J’ai tout de même découvert Dan Simmons,
David Eddings, Robert Jordan, Tad Williams et bien d’autres.
Un échange avec ma fille Brune me conduit à
lui écrire une histoire qui la met en scène
dans son collège.
L’histoire s’étoffe, je me prends
au jeu, et un texte d’une centaine de pages sort
de mon imprimante (l’ordinateur est arrivé
à la maison…). J’envoie le manuscrit
à différents éditeurs jeunesse
et, très vite, c’est le miracle. Cécile
Fourquier chez Castor Poche est intéressée,
un livre – mon premier livre – paraît,
c’est Amies à vie.
Cette parution entraîne un grand bouleversement
à la maison mais également dans mon esprit.
L’Histoire, celle qui s’est nourrie de mes
lectures depuis mon enfance, veut sortir. Je ne sais
pas encore sous quelle forme, mais elle veut sortir
et cette fois-ci je ne peux pas m’y opposer.
Les dix premières pages s’écrivent
toutes seules. L’héroïne en est Camille,
un cadeau à ma fille la plus jeune. En quelques
heures, Gwendalavir s’esquisse, Bjorn surgit,
Salim aussi et le premier Ts’lich, mais il manque
le plus important, la clef de l’histoire qui lui
donnera son âme. Je refuse de m’inquiéter.
Écrire est un plaisir et doit le rester. De plus
si l’histoire veut vraiment sortir c’est
son travail d’ouvrir la porte, pas le mien.
Deux, trois jours se passent, et une nuit la porte s’ouvre.

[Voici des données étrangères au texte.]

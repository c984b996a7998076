//! Character record for the signed-in account.

use std::{fs, io, path::Path};

use bevy::prelude::*;
use serde::{Deserialize, Serialize};
use thiserror::Error;

use crate::console::Console;
use crate::game_state::AppState;
use crate::settings::AccountSettings;

/// Identity and progression of the player's character.
#[derive(Component, Resource, Serialize, Deserialize, Debug, Clone, PartialEq)]
#[serde(rename_all = "camelCase")]
pub struct CharacterData {
    pub account: String,
    /// Last saved world position.
    pub position: [f32; 3],
    pub name: String,
    pub experience: u32,
    pub experience_to_level: u32,
    pub level: u32,
    pub is_male: bool,
}

impl CharacterData {
    /// Level 1 character used when no record could be loaded.
    pub fn placeholder(account: &str) -> Self {
        Self {
            account: account.to_string(),
            position: [0.0; 3],
            name: account.to_string(),
            experience: 0,
            experience_to_level: 100,
            level: 1,
            is_male: true,
        }
    }

    pub fn spawn_position(&self) -> Vec3 {
        Vec3::from_array(self.position)
    }
}

#[derive(Debug, Error)]
pub enum AccountError {
    #[error("no character record at {0}")]
    Missing(String),
    #[error("failed to read character record: {0}")]
    Io(#[from] io::Error),
    #[error("malformed character record: {0}")]
    Parse(#[from] serde_json::Error),
    #[error("record belongs to account `{found}`, expected `{expected}`")]
    WrongAccount { expected: String, found: String },
}

pub fn load_character_record(path: impl AsRef<Path>, account: &str) -> Result<CharacterData, AccountError> {
    let path = path.as_ref();
    let contents = match fs::read_to_string(path) {
        Ok(contents) => contents,
        Err(err) if err.kind() == io::ErrorKind::NotFound => {
            return Err(AccountError::Missing(path.display().to_string()))
        }
        Err(err) => return Err(err.into()),
    };

    let record: CharacterData = serde_json::from_str(&contents)?;
    if record.account != account {
        return Err(AccountError::WrongAccount {
            expected: account.to_string(),
            found: record.account,
        });
    }
    Ok(record)
}

pub struct CharacterPlugin;

impl Plugin for CharacterPlugin {
    fn build(&self, app: &mut App) {
        app.add_systems(OnEnter(AppState::LoadingAccount), load_account)
            .add_systems(OnEnter(AppState::InGame), greet_character);
    }
}

fn load_account(
    mut commands: Commands,
    settings: Res<AccountSettings>,
    mut next_state: ResMut<NextState<AppState>>,
) {
    let record = match load_character_record(&settings.character_file, &settings.account) {
        Ok(record) => {
            info!(
                "Loaded character '{}' (level {}) for account {}",
                record.name, record.level, record.account
            );
            record
        }
        Err(err) => {
            warn!("{err}; using a placeholder character");
            CharacterData::placeholder(&settings.account)
        }
    };

    commands.insert_resource(record);
    next_state.set(AppState::InGame);
}

fn greet_character(record: Res<CharacterData>, mut console: ResMut<Console>) {
    console.print(format!("Welcome, {} (level {})", record.name, record.level));
}

#[cfg(test)]
mod tests {
    use super::*;

    #[test]
    fn record_parses_from_json() {
        let record: CharacterData = serde_json::from_str(
            r#"{
                "account": "ada",
                "position": [1.0, 0.0, -2.0],
                "name": "Ada",
                "experience": 40,
                "experienceToLevel": 120,
                "level": 3,
                "isMale": false
            }"#,
        )
        .unwrap();

        assert_eq!(record.spawn_position(), Vec3::new(1.0, 0.0, -2.0));
        assert_eq!(record.experience_to_level, 120);
        assert!(!record.is_male);
    }

    #[test]
    fn negative_experience_is_rejected() {
        let result = serde_json::from_str::<CharacterData>(
            r#"{ "account": "a", "position": [0,0,0], "name": "a",
                 "experience": -5, "experienceToLevel": 1, "level": 1, "isMale": true }"#,
        );
        assert!(result.is_err());
    }

    #[test]
    fn missing_file_is_reported() {
        let err = load_character_record("no/such/character.json", "guest").unwrap_err();
        assert!(matches!(err, AccountError::Missing(_)));
    }

    #[test]
    fn record_for_other_account_is_rejected() {
        let path = std::env::temp_dir().join(format!("wayfarer-character-{}.json", std::process::id()));
        let record = CharacterData::placeholder("someone-else");
        fs::write(&path, serde_json::to_string(&record).unwrap()).unwrap();

        let result = load_character_record(&path, "guest");
        fs::remove_file(&path).ok();
        assert!(matches!(result, Err(AccountError::WrongAccount { .. })));
    }
}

Je suis allongé sur mon lit mais le sommeil est
loin. J’imagine Camille devant un dragon et je
me demande comment elle peut s’en sortir face
à une bestiole pareille. Jeter un sort ? Elle
n’est pas magicienne et puis le coup de la baguette
magique commence à être connu… Lui
assener un grand coup d’épée à
travers la figure ? N’est pas Conan le barbare
qui veut… Le dragon prend du relief, je le vois
parfaitement. Il plane dans un ciel céruléen,
ses muscles roulant puissamment sous ses écailles
rouges, sa gueule s’ouvrant sur un enfer de feu
et de flammes… C’est un dessin parfait.
Un dessin ? Que fait-on quand un dessin nous gêne
? On l’efface ! En quelques coups de gomme, Camille
efface le dragon. La porte est ouverte en grand, Ewilan
sera dessinatrice !
La suite vient toute seule. Inutile de se casser la
tête à imaginer des personnages ou des
situations, ils sont là, ne demandant qu’à
faire parler d’eux. Et pour faire parler d’eux,
ils ne se gênent pas. Mon histoire sera une trilogie
(hommage inconscient au Seigneur des anneaux
?) et le premier volume, lorsqu’il est fini, compte
déjà deux cent cinquante pages. Je ne
suis pas un professionnel, mais je sais que deux cent
cinquante pages au format A4 donnent au final un livre
pour le moins épais… Qu’à
cela ne tienne, j’envoie le manuscrit à
Castor Poche. Après quelques hésitations,
le « poids » de l’ouvrage fait couler
l’affaire. L’aventure s’arrête,
du moins sa partie éditoriale, parce qu’il
m’est impossible de refermer la porte. La
Quête d’Ewilan n’est pas achevée
et je n’ai tout simplement pas la possibilité
de m’arrêter d’écrire. J’attaque
le deuxième tome.
L’aventure
Nous sommes en décembre 2001. Prenant mon courage à une main (de manière à laisser l’autre libre pour tenir le téléphone), j’appelle les éditions Rageot. Ce n’est pas un hasard, ils m’ont contacté quelques mois plus tôt, mais trop tard, pour m’annoncer qu’ils étaient intéressés par mon premier livre.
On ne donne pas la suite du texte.